Le projet était de passer par l’Égypte pour rentrer dans la Bande de Gaza par Rafah et de manifester avec les Palestiniens dans une marche qui irait vers Erez (checkpoint géant entre Gaza et Israël). Nous savions que, de l’autre côté, des Israéliens (juifs et palestiniens) et des internationaux marcheraient aussi vers Erez, montrant ainsi leur volonté commune de voir Gaza ouvert.
Au Caire
Après plusieurs réunions et une journée de préparation, la délégation s’est rendue au Caire, chacun prenant son vol. Jusqu’à quelques jours avant la date de la marche, nous étions optimistes même si nous savions que la partie ne serait pas facile. C’est alors que les autorités égyptiennes ont annoncé officiellement que la marche n’irait pas jusque Gaza, que le rassemblement de tous les participants (1.343 au total, venant de tous les coins du monde) était interdit, de même que tout rassemblement de plus de 6 personnes !

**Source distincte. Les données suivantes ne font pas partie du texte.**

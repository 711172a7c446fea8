use std::io::{self, Write};

use anyhow::{bail, Result};
use bstr::{BString, ByteSlice};
use clap::Args;
use git_hash::ObjectId;
use git_object::{FileMode, Object, Tree, TreeEntry};
use git_revwalk::resolve_revision;

use super::open_repo;
use crate::Cli;

#[derive(Args)]
pub struct MergeTreeArgs {
    /// Write the resulting tree object to the object database
    #[arg(long)]
    pub write_tree: bool,

    /// Show only conflicting file names
    #[arg(long)]
    pub name_only: bool,

    /// Use NUL as line terminator
    #[arg(short = 'z')]
    pub nul_terminated: bool,

    /// Base tree-ish (common ancestor)
    pub base: String,

    /// First branch tree-ish
    pub branch1: String,

    /// Second branch tree-ish
    pub branch2: String,
}

pub fn run(args: &MergeTreeArgs, cli: &Cli) -> Result<i32> {
    let mut repo = open_repo(cli)?;
    let stdout = io::stdout();
    let mut out = stdout.lock();

    // Resolve all three to tree OIDs
    let base_tree = resolve_to_tree(&repo, &args.base)?;
    let branch1_tree = resolve_to_tree(&repo, &args.branch1)?;
    let branch2_tree = resolve_to_tree(&repo, &args.branch2)?;

    // Flatten all three trees into path maps
    let base_map = flatten_tree(repo.odb(), &base_tree, &BString::from(""))?;
    let b1_map = flatten_tree(repo.odb(), &branch1_tree, &BString::from(""))?;
    let b2_map = flatten_tree(repo.odb(), &branch2_tree, &BString::from(""))?;

    // Collect all paths
    let mut all_paths: Vec<BString> = Vec::new();
    for key in base_map.keys() {
        if !all_paths.contains(key) {
            all_paths.push(key.clone());
        }
    }
    for key in b1_map.keys() {
        if !all_paths.contains(key) {
            all_paths.push(key.clone());
        }
    }
    for key in b2_map.keys() {
        if !all_paths.contains(key) {
            all_paths.push(key.clone());
        }
    }
    all_paths.sort();

    let line_end = if args.nul_terminated { "\0" } else { "\n" };

    let mut conflicts: Vec<BString> = Vec::new();
    let mut merged_entries: Vec<(BString, ObjectId, FileMode)> = Vec::new();

    for path in &all_paths {
        let base_entry = base_map.get(path);
        let b1_entry = b1_map.get(path);
        let b2_entry = b2_map.get(path);

        match (base_entry, b1_entry, b2_entry) {
            // All three are the same -- no change
            (Some(base), Some(b1), Some(b2)) if base.0 == b1.0 && base.0 == b2.0 => {
                merged_entries.push((path.clone(), base.0, base.1));
            }
            // Only branch1 changed
            (Some(base), Some(b1), Some(b2)) if base.0 == b2.0 => {
                merged_entries.push((path.clone(), b1.0, b1.1));
            }
            // Only branch2 changed
            (Some(base), Some(b1), Some(b2)) if base.0 == b1.0 => {
                merged_entries.push((path.clone(), b2.0, b2.1));
            }
            // Both changed identically
            (Some(_base), Some(b1), Some(b2)) if b1.0 == b2.0 => {
                merged_entries.push((path.clone(), b1.0, b1.1));
            }
            // Both changed differently -- conflict
            (Some(_base), Some(_b1), Some(_b2)) => {
                conflicts.push(path.clone());
                // In merged tree, we could pick either side; for write-tree we skip conflicted
            }
            // File added in both branches with same content
            (None, Some(b1), Some(b2)) if b1.0 == b2.0 => {
                merged_entries.push((path.clone(), b1.0, b1.1));
            }
            // File added in both branches with different content -- conflict
            (None, Some(_b1), Some(_b2)) => {
                conflicts.push(path.clone());
            }
            // File only in branch1 (added in branch1, or deleted in branch2)
            (None, Some(b1), None) => {
                merged_entries.push((path.clone(), b1.0, b1.1));
            }
            (Some(_base), Some(_b1), None) => {
                // Deleted in branch2, still in branch1: modify/delete conflict
                conflicts.push(path.clone());
            }
            // File only in branch2 (added in branch2, or deleted in branch1)
            (None, None, Some(b2)) => {
                merged_entries.push((path.clone(), b2.0, b2.1));
            }
            (Some(_base), None, Some(_b2)) => {
                // Deleted in branch1, still in branch2: modify/delete conflict
                conflicts.push(path.clone());
            }
            // Deleted in both -- fine, skip
            (Some(_), None, None) => {}
            // Not in base and not in either branch -- shouldn't happen
            (None, None, None) => {}
        }
    }

    let has_conflicts = !conflicts.is_empty();

    if args.name_only {
        for path in &conflicts {
            write!(out, "{}{}", path.to_str_lossy(), line_end)?;
        }
    } else {
        // Show conflict information
        for path in &conflicts {
            let base_oid = base_map
                .get(path)
                .map(|e| e.0.to_hex())
                .unwrap_or_else(|| ObjectId::NULL_SHA1.to_hex());
            let b1_oid = b1_map
                .get(path)
                .map(|e| e.0.to_hex())
                .unwrap_or_else(|| ObjectId::NULL_SHA1.to_hex());
            let b2_oid = b2_map
                .get(path)
                .map(|e| e.0.to_hex())
                .unwrap_or_else(|| ObjectId::NULL_SHA1.to_hex());
            let b1_mode = b1_map.get(path).map(|e| e.1).unwrap_or(FileMode::Regular);
            let b2_mode = b2_map.get(path).map(|e| e.1).unwrap_or(FileMode::Regular);

            write!(
                out,
                "CONFLICT (content): Merge conflict in {}{}",
                path.to_str_lossy(),
                line_end
            )?;
            write!(
                out,
                "  base:    {} {}{}",
                base_oid, path.to_str_lossy(), line_end
            )?;
            write!(
                out,
                "  branch1: {} {:o} {}{}",
                b1_oid,
                b1_mode.raw(),
                path.to_str_lossy(),
                line_end
            )?;
            write!(
                out,
                "  branch2: {} {:o} {}{}",
                b2_oid,
                b2_mode.raw(),
                path.to_str_lossy(),
                line_end
            )?;
        }
    }

    if args.write_tree && !has_conflicts {
        let tree_oid = build_merged_tree(&mut repo, &merged_entries)?;
        writeln!(out, "{}", tree_oid.to_hex())?;
    } else if args.write_tree && has_conflicts {
        let stderr = io::stderr();
        let mut err = stderr.lock();
        writeln!(
            err,
            "error: merge has conflicts, cannot write tree"
        )?;
    }

    if has_conflicts {
        Ok(1)
    } else {
        Ok(0)
    }
}

/// Resolve a revision string to a tree OID (handles commits and trees).
fn resolve_to_tree(repo: &git_repository::Repository, spec: &str) -> Result<ObjectId> {
    let oid = resolve_revision(repo, spec)?;
    let obj = repo
        .odb()
        .read(&oid)?
        .ok_or_else(|| anyhow::anyhow!("object {} not found", oid.to_hex()))?;

    match obj {
        Object::Commit(c) => Ok(c.tree),
        Object::Tree(_) => Ok(oid),
        _ => bail!("{} is not a tree-ish", spec),
    }
}

/// Flatten a tree recursively into a map of path -> (oid, mode).
fn flatten_tree(
    odb: &git_odb::ObjectDatabase,
    tree_oid: &ObjectId,
    prefix: &BString,
) -> Result<std::collections::BTreeMap<BString, (ObjectId, FileMode)>> {
    let mut map = std::collections::BTreeMap::new();

    let obj = odb
        .read(tree_oid)?
        .ok_or_else(|| anyhow::anyhow!("tree {} not found", tree_oid.to_hex()))?;

    let tree = match obj {
        Object::Tree(t) => t,
        _ => bail!("expected tree, got {}", obj.object_type()),
    };

    for entry in &tree.entries {
        let path = if prefix.is_empty() {
            entry.name.clone()
        } else {
            let mut p = prefix.clone();
            p.extend_from_slice(b"/");
            p.extend_from_slice(&entry.name);
            p
        };

        if entry.mode.is_tree() {
            let sub = flatten_tree(odb, &entry.oid, &path)?;
            map.extend(sub);
        } else {
            map.insert(path, (entry.oid, entry.mode));
        }
    }

    Ok(map)
}

/// Build a tree object from merged entries and write it to the ODB.
fn build_merged_tree(
    repo: &mut git_repository::Repository,
    entries: &[(BString, ObjectId, FileMode)],
) -> Result<ObjectId> {
    // Group by top-level directory
    let mut top_blobs: Vec<TreeEntry> = Vec::new();
    let mut subdirs: std::collections::BTreeMap<BString, Vec<(BString, ObjectId, FileMode)>> =
        std::collections::BTreeMap::new();

    for (path, oid, mode) in entries {
        let path_str = path.to_str_lossy();
        if let Some(slash) = path_str.find('/') {
            let dir = BString::from(&path_str[..slash]);
            let rest = BString::from(&path_str[slash + 1..]);
            subdirs
                .entry(dir)
                .or_default()
                .push((rest, *oid, *mode));
        } else {
            top_blobs.push(TreeEntry {
                mode: *mode,
                name: path.clone(),
                oid: *oid,
            });
        }
    }

    let mut tree_entries = top_blobs;

    for (dir_name, sub_entries) in &subdirs {
        let sub_tree_oid = build_merged_tree(repo, sub_entries)?;
        tree_entries.push(TreeEntry {
            mode: FileMode::Tree,
            name: dir_name.clone(),
            oid: sub_tree_oid,
        });
    }

    tree_entries.sort_by(TreeEntry::cmp_entries);

    let tree = Tree {
        entries: tree_entries,
    };
    let oid = repo.odb().write(&Object::Tree(tree))?;
    Ok(oid)
}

Malgré ces entraves, la grosse majorité des inscrits sont parvenus au Caire. Les bus, réservés depuis des mois, restaient au garage, interdits de sortie par le gouvernement égyptien. Mais les Français de l’AFPS et les membres de notre délégation ont décidé de tenter quand même le passage. Aidés par une organisation égyptienne, nous avons trouvé des bus et, avec des Écossais et des Grecs, le 28 novembre 2009, nous avions l’espoir d’arriver au moins à Rafah. A Ismaïlia, nos bus ont été bloqués par la police. Interdiction d’aller plus loin. Nous avons résisté trois heures tout comme les passagers des quatre autres bus bloqués, eux, bien auparavant. Retour au Caire donc, sous bonne escorte. Au Caire, où devait se dérouler une conférence de presse. Aussitôt empêchée par la police. Coup de chapeau aux conducteurs pris à partie par les divers services de sécurité et restant zen en attendant notre décision.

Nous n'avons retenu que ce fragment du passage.